Just last week, Immigration and Customs Enforcement (ICE) shot and killed a man in Houston, Texas who had lived in the country for 35 years; he was a father to three sons and a business owner. ICE didn’t even allege that he posed a danger at the time, or had committed crimes in the past. This wasn’t a lone occurrence: Senior White House official Tom Homan recently admitted that at least half of those ICE is currently arresting have no criminal record. And days later, ICE shot another man in Maine.
A new ACLU report, “Agents of Chaos and Cruelty,” illustrates how these types of headline-making abuses committed by ICE are the tip of an iceberg. We closely reviewed and documented more than 1,200 incidents that occurred in eight states in 2025. We found that ICE and the agents working for them — together, what we call the national deportation policing force — have adopted methods and routine tactics that frequently lead to serious civil rights violations. They are committing these violations at a scale and severity without precedent in our nation’s recent history.
The Trump administration is ramping up immigration arrests and deportations to record-breaking levels. Instead of surging into one city at a time — as we saw in Minneapolis and Los Angeles, for instance — the administration is escalating its deportation efforts in communities across the country, at the same time. A larger-than-ever ICE, together with the thousands of state and local police they have deputized, is attempting to arrest scores of people on American streets in the coming weeks to meet a quota. These street arrests, which ICE has never previously conducted at this scale, will endanger everyone’s rights and safety.

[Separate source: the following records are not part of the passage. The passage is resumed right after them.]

/*
 * Copyright (c) 2023.
 *
 * This software is free software;
 *
 * You can redistribute it or modify it under terms of the MIT, Apache License or Zlib license
 */

use netpbm::{PnmDecodeErrors, PnmDecoder, PnmEncoder};
use netpbm_core::bytestream::ZCursor;
use netpbm_core::image::{Image, PixelBuffer, PixelData};
use netpbm_core::options::DecoderOptions;
use netpbm_core::pixel::{Pixel, Rgb};
use netpbm_core::variant::Variant;
use netpbm_imageprocs::draw::{Draw, Point, Shape};
use netpbm_imageprocs::invert::Invert;
use netpbm_imageprocs::resize::Resize;
use netpbm_imageprocs::traits::OperationsTrait;

#[test]
fn padded_binary_bitmap_is_all_set() {
    let image = netpbm::decode(ZCursor::new(b"P4\n4 4\n\xF0\xF0\xF0\xF0")).unwrap();

    assert_eq!(image.variant(), Variant::BitmapBinary);
    match image.pixels() {
        PixelData::Bitmap(buffer) => assert!(buffer.as_slice().iter().all(|x| *x)),
        _ => panic!("Expected a bitmap")
    }
}

#[test]
fn resize_decoded_pixmap() {
    let mut image = netpbm::decode(ZCursor::new(
        b"P6\n2 2\n255\n\x00\x0a\xff\x64\x0a\xff\x00\x0a\x00\x64\x0b\x00".to_vec()
    ))
    .unwrap();

    Resize::new(1, 1).execute(&mut image).unwrap();

    assert_eq!(image.dimensions(), (1, 1));
    assert_eq!(image.get(0, 0), Some(Pixel::Rgb(Rgb::new(50, 10, 127))));
}

#[test]
fn draw_on_decoded_then_reencode() {
    let mut image = netpbm::decode(ZCursor::new(b"P1\n4 4\n0000 0000 0000 0000")).unwrap();

    let square = [
        Point::new(0, 0),
        Point::new(0, 3),
        Point::new(3, 3),
        Point::new(3, 0)
    ];
    Draw::new(Shape::FilledPolygon(square.to_vec()), Pixel::Bit(true))
        .execute(&mut image)
        .unwrap();
    image.set_variant(Variant::BitmapBinary).unwrap();

    let mut sink = vec![];
    netpbm::encode(&image, &mut sink).unwrap();
    assert_eq!(sink, b"P4\n4 4\n\xF0\xF0\xF0\xF0");
}

#[test]
fn invert_survives_every_variant() {
    let pixels = vec![Rgb::new(1, 2, 3), Rgb::new(40, 50, 60)];
    let image = Image::from_pixmap(PixelBuffer::from_vec(2, 1, pixels).unwrap(), 60).unwrap();
    let inverted = Invert::new().clone_and_execute(&image).unwrap();

    for variant in [Variant::PixmapText, Variant::PixmapBinary] {
        let mut encoder = PnmEncoder::new(&inverted);
        encoder.set_variant(variant).unwrap();

        let mut sink = vec![];
        encoder.encode(&mut sink).unwrap();

        let decoded = netpbm::decode(ZCursor::new(sink)).unwrap();
        assert_eq!(decoded.variant(), variant);
        assert_eq!(decoded.get(1, 0), Some(Pixel::Rgb(Rgb::new(20, 10, 0))));
        assert_eq!(decoded.max_value(), 60);
    }
}

#[test]
fn strict_mode_rejects_samples_above_max() {
    let data = b"P2\n2 1\n10\n3 11\n";

    let lenient = netpbm::decode(ZCursor::new(data)).unwrap();
    assert_eq!(lenient.get(1, 0), Some(Pixel::Gray(11)));

    let options = DecoderOptions::default().set_strict_mode(true);
    let err = PnmDecoder::new_with_options(ZCursor::new(data), options)
        .decode()
        .unwrap_err();

    assert!(err.is_pixel_data_error());
    assert!(matches!(err, PnmDecodeErrors::InvalidSample { row: 0, column: 1, .. }));
}

#[test]
fn headers_without_pixels() {
    let mut decoder = PnmDecoder::new(ZCursor::new(b"P5\n# size\n640 480\n200\n"));
    decoder.decode_headers().unwrap();

    assert_eq!(decoder.dimensions(), Some((640, 480)));
    assert_eq!(decoder.variant(), Some(Variant::GraymapBinary));
    assert_eq!(decoder.max_value(), Some(200));

    let err = decoder.decode().unwrap_err();
    assert!(err.is_pixel_data_error());
}

#[test]
fn header_types_serialize() {
    let header = serde_json::json!({
        "variant": Variant::PixmapBinary,
        "kind": Variant::PixmapBinary.kind(),
        "first": Rgb::new(1, 2, 3)
    });
    assert_eq!(
        header.to_string(),
        r#"{"first":[1,2,3],"kind":"Pixmap","variant":"P6"}"#
    );
}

Turning American Streets Into Deportation Zones
The Trump administration has repeatedly characterized its actions as targeting “the worst of the worst,” but the reality is that no one is safe from its indiscriminate deportation drive. We identified numerous people who were detained, targeted, or subjected to law enforcement misconduct by the national deportation policing force, including:
- 782 protestors, journalists, elected officials, clergy, and community observers
- 214 children, including 32 who were U.S. citizens
- 155 U.S. citizens
The Trump administration has turned American streets into deportation zones, changing the nature of American life. In our research, we also identified:
- 624 instances when everyday locations like grocery stores, bus stops, and gas stations became the sites of immigration arrests
- 437 likely instances of racial profiling, which has become rampant
- 49 times the national deportation policing force was deployed at or near schools, prompting 40 school lockdowns
- 418 times agents pushed, shoved, tackled, or pinned people and 81 instances when agents used tactics that can limit breathing and become deadly, such as chokeholds
- 361 instances when agents deployed chemical irritants, including 132 times directly aimed at individuals
Agents made the threat of deadly force part of ordinary enforcement – and the cases we reviewed reveal the recklessness of agents. Examples include:
- In Hyattsville, Maryland, agents pinned a man in a busy intersection, pressing against his neck, when one dropped his gun. After scrambling to retrieve it, he turned it toward the crowd. A second agent later drew his weapon and moved toward bystanders.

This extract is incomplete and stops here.